● **Exercise goal**: Your output should be the entries below, from the first line up to and including the line with "use crate::rules::InsurerRules;", reproduced exactly and with no other lines.
(Data to process)
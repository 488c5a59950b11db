//! Per-member premium calculation
//!
//! The engine is a pure function over the member's age, the caller's
//! policy options, an insurer rule set, and the loaded rate table:
//! lookup, ordered adjustments, GST.

use log::warn;
use serde::{Deserialize, Serialize};

use super::breakdown::{aggregate, AdjustmentLine, Breakdown, FamilyQuote, MissedMember};
use crate::error::QuoteError;
use crate::rates::{RateKey, RateTable};
use crate::rules::InsurerRules;

/// Caller-supplied policy selections, validated before any lookup
#[derive(Debug, Clone, Serialize, Deserialize)]
pub struct PolicyOptions {
    /// Number of covered family members; drives the family discount tier
    pub family_size: u32,
    /// Policy term in years; drives the term discount tier
    pub term_years: u32,
    pub deductible: u64,
    pub sum_insured: u64,
    /// Insurer-specific plan code; absent for insurers without plans
    pub plan: Option<String>,
    /// Optional worldwide-cover add-on
    pub global_cover: bool,
}

impl PolicyOptions {
    pub fn validate(&self) -> Result<(), QuoteError> {
        if self.family_size < 1 {
            return Err(QuoteError::invalid_options("family_size must be at least 1"));
        }
        if self.term_years < 1 {
            return Err(QuoteError::invalid_options("term_years must be at least 1"));
        }
        Ok(())
    }
}

/// Quote one family member.
///
/// Applies the rule set's adjustments in order: multiplicative rules
/// compound on the running premium, additive rules apply once to the
/// looked-up base. GST is added last on the post-adjustment premium.
pub fn quote_member(
    age: u8,
    options: &PolicyOptions,
    rules: &InsurerRules,
    table: &RateTable,
) -> Result<Breakdown, QuoteError> {
    options.validate()?;

    let age_band = rules.age_bands.band_for(age)?;
    let key = RateKey::new(
        age_band,
        options.plan.as_deref(),
        options.deductible,
        options.sum_insured,
    );

    let base_premium = table
        .get(&key)
        .ok_or(QuoteError::LookupMiss { key })?;

    let mut running = base_premium;
    let mut adjustments = Vec::with_capacity(rules.adjustments.len());
    for rule in &rules.adjustments {
        let amount = rule.delta(base_premium, running, options);
        if amount != 0.0 {
            adjustments.push(AdjustmentLine {
                label: rule.label.clone(),
                amount,
            });
        }
        running += amount;
    }

    let gst = running * rules.gst_rate;

    Ok(Breakdown {
        age,
        age_band: age_band.to_string(),
        base_premium,
        adjustments,
        net_premium: running,
        gst,
        total: running + gst,
    })
}

/// Quote a whole family and aggregate totals.
///
/// Lookup misses are recovered locally: the member is excluded from
/// totals, recorded in `FamilyQuote::missing`, and processing continues.
/// Invalid ages and options are fatal for the request, since the caller
/// has to fix the input.
pub fn quote_family(
    ages: &[u8],
    options: &PolicyOptions,
    rules: &InsurerRules,
    table: &RateTable,
) -> Result<FamilyQuote, QuoteError> {
    options.validate()?;
    if options.family_size as usize != ages.len() {
        return Err(QuoteError::invalid_options(format!(
            "family_size is {} but {} ages were supplied",
            options.family_size,
            ages.len()
        )));
    }

    let mut members = Vec::with_capacity(ages.len());
    let mut missing = Vec::new();

    for &age in ages {
        match quote_member(age, options, rules, table) {
            Ok(breakdown) => members.push(breakdown),
            Err(QuoteError::LookupMiss { key }) => {
                warn!("no rate for member age {} ({}), excluded from totals", age, key);
                missing.push(MissedMember { age, key });
            }
            Err(err) => return Err(err),
        }
    }

    let total = aggregate(&members, rules.gst_rate, rules.gst_scope);

    Ok(FamilyQuote {
        members,
        missing,
        total,
    })
}

#[cfg(test)]
mod tests {
    use super::*;
    use crate::quote::round2;
    use crate::rates::RateRecord;
    use approx::assert_relative_eq;

    fn fixture_table() -> RateTable {
        let record = |band: &str, premium: f64| RateRecord {
            age_band: band.to_string(),
            plan: Some("A".to_string()),
            deductible: 300_000,
            sum_insured: 1_000_000,
            base_premium: premium,
        };
        RateTable::from_records(vec![
            record("0-18", 2400.0),
            record("19-35", 5000.0),
            record("36-45", 6500.0),
            record("46-50", 9000.0),
        ])
    }

    fn options(family_size: u32) -> PolicyOptions {
        PolicyOptions {
            family_size,
            term_years: 1,
            deductible: 300_000,
            sum_insured: 1_000_000,
            plan: Some("A".to_string()),
            global_cover: false,
        }
    }

    #[test]
    fn test_single_member_no_discounts() {
        // Age 30, plan A, base 5000: GST 900, total 5900
        let breakdown =
            quote_member(30, &options(1), &InsurerRules::icici(), &fixture_table()).unwrap();

        assert_eq!(breakdown.age_band, "19-35");
        assert_relative_eq!(breakdown.base_premium, 5000.0);
        assert!(breakdown.adjustments.is_empty());
        assert_relative_eq!(round2(breakdown.gst), 900.00);
        assert_relative_eq!(round2(breakdown.total), 5900.00);
    }

    #[test]
    fn test_family_of_three_tier_discount() {
        // Base 4000 each, 28% family tier: net 2880, GST 518.40, total 3398.40
        let table = RateTable::from_records(vec![RateRecord {
            age_band: "19-35".to_string(),
            plan: Some("A".to_string()),
            deductible: 300_000,
            sum_insured: 1_000_000,
            base_premium: 4000.0,
        }]);

        let quote = quote_family(
            &[25, 28, 32],
            &options(3),
            &InsurerRules::icici(),
            &table,
        )
        .unwrap();

        assert_eq!(quote.members.len(), 3);
        for member in &quote.members {
            assert_relative_eq!(round2(member.net_premium), 2880.00);
            assert_relative_eq!(round2(member.gst), 518.40);
            assert_relative_eq!(round2(member.total), 3398.40);
        }
        assert_relative_eq!(round2(quote.total.net_sum), 8640.00);
        assert_relative_eq!(round2(quote.total.final_total), round2(8640.0 * 1.18));
    }

    #[test]
    fn test_term_discount_compounds_with_family_discount() {
        let mut opts = options(2);
        opts.term_years = 3;

        let breakdown =
            quote_member(30, &opts, &InsurerRules::icici(), &fixture_table()).unwrap();

        // 5000 * (1 - 0.20) * (1 - 0.15)
        assert_relative_eq!(breakdown.net_premium, 5000.0 * 0.80 * 0.85);
        assert_eq!(breakdown.adjustments.len(), 2);
        assert_relative_eq!(breakdown.adjustments[0].amount, -1000.0);
        assert_relative_eq!(breakdown.adjustments[1].amount, -(5000.0 * 0.80) * 0.15);
    }

    #[test]
    fn test_global_cover_add_on_applies_to_base() {
        let mut opts = options(2);
        opts.global_cover = true;

        let breakdown =
            quote_member(30, &opts, &InsurerRules::icici(), &fixture_table()).unwrap();

        // Family discount -1000 on running, global cover +10% of base
        assert_relative_eq!(breakdown.net_premium, 5000.0 * 0.80 + 500.0);
        let cover = breakdown
            .adjustments
            .iter()
            .find(|a| a.label == "Global Cover")
            .unwrap();
        assert_relative_eq!(cover.amount, 500.0);
    }

    #[test]
    fn test_tata_sum_insured_linear_adjustment() {
        let table = RateTable::from_records(vec![RateRecord {
            age_band: "18-35".to_string(),
            plan: None,
            deductible: 200_000,
            sum_insured: 700_000,
            base_premium: 3200.0,
        }]);
        let opts = PolicyOptions {
            family_size: 1,
            term_years: 1,
            deductible: 200_000,
            sum_insured: 700_000,
            plan: None,
            global_cover: false,
        };

        let breakdown = quote_member(30, &opts, &InsurerRules::tata_aig(), &table).unwrap();

        // (700000 - 500000) * 0.02 = 4000, additive on base
        assert_relative_eq!(breakdown.net_premium, 3200.0 + 4000.0);
        assert_relative_eq!(round2(breakdown.total), round2(7200.0 * 1.18));
    }

    #[test]
    fn test_lookup_miss_excludes_member_and_continues() {
        // 46-50 has a rate, 51-55 does not
        let quote = quote_family(
            &[30, 53, 48],
            &options(3),
            &InsurerRules::icici(),
            &fixture_table(),
        )
        .unwrap();

        assert_eq!(quote.members.len(), 2);
        assert_eq!(quote.missing.len(), 1);
        assert_eq!(quote.missing[0].age, 53);
        assert_eq!(quote.missing[0].key.age_band, "51-55");

        // Missing member contributes nothing to totals
        let expected_base = 5000.0 + 9000.0;
        assert_relative_eq!(quote.total.base_sum, expected_base);
    }

    #[test]
    fn test_invalid_age_is_fatal() {
        let err = quote_member(150, &options(1), &InsurerRules::icici(), &fixture_table())
            .unwrap_err();
        assert!(matches!(err, QuoteError::InvalidAge { age: 150 }));

        let err = quote_family(
            &[30, 150],
            &options(2),
            &InsurerRules::icici(),
            &fixture_table(),
        )
        .unwrap_err();
        assert!(matches!(err, QuoteError::InvalidAge { age: 150 }));
    }

    #[test]
    fn test_family_size_must_match_ages() {
        let err = quote_family(
            &[30, 35],
            &options(3),
            &InsurerRules::icici(),
            &fixture_table(),
        )
        .unwrap_err();
        assert!(matches!(err, QuoteError::InvalidOptions { .. }));
    }

    #[test]
    fn test_zero_family_size_rejected() {
        let err = quote_member(30, &options(0), &InsurerRules::icici(), &fixture_table())
            .unwrap_err();
        assert!(matches!(err, QuoteError::InvalidOptions { .. }));
    }
}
(End Data to process)
● **Solution for this task**:
repository 488c5a59950b11db
//! Per-member premium calculation
//!
//! The engine is a pure function over the member's age, the caller's
//! policy options, an insurer rule set, and the loaded rate table:
//! lookup, ordered adjustments, GST.

use log::warn;
use serde::{Deserialize, Serialize};

use super::breakdown::{aggregate, AdjustmentLine, Breakdown, FamilyQuote, MissedMember};
use crate::error::QuoteError;
use crate::rates::{RateKey, RateTable};
use crate::rules::InsurerRules;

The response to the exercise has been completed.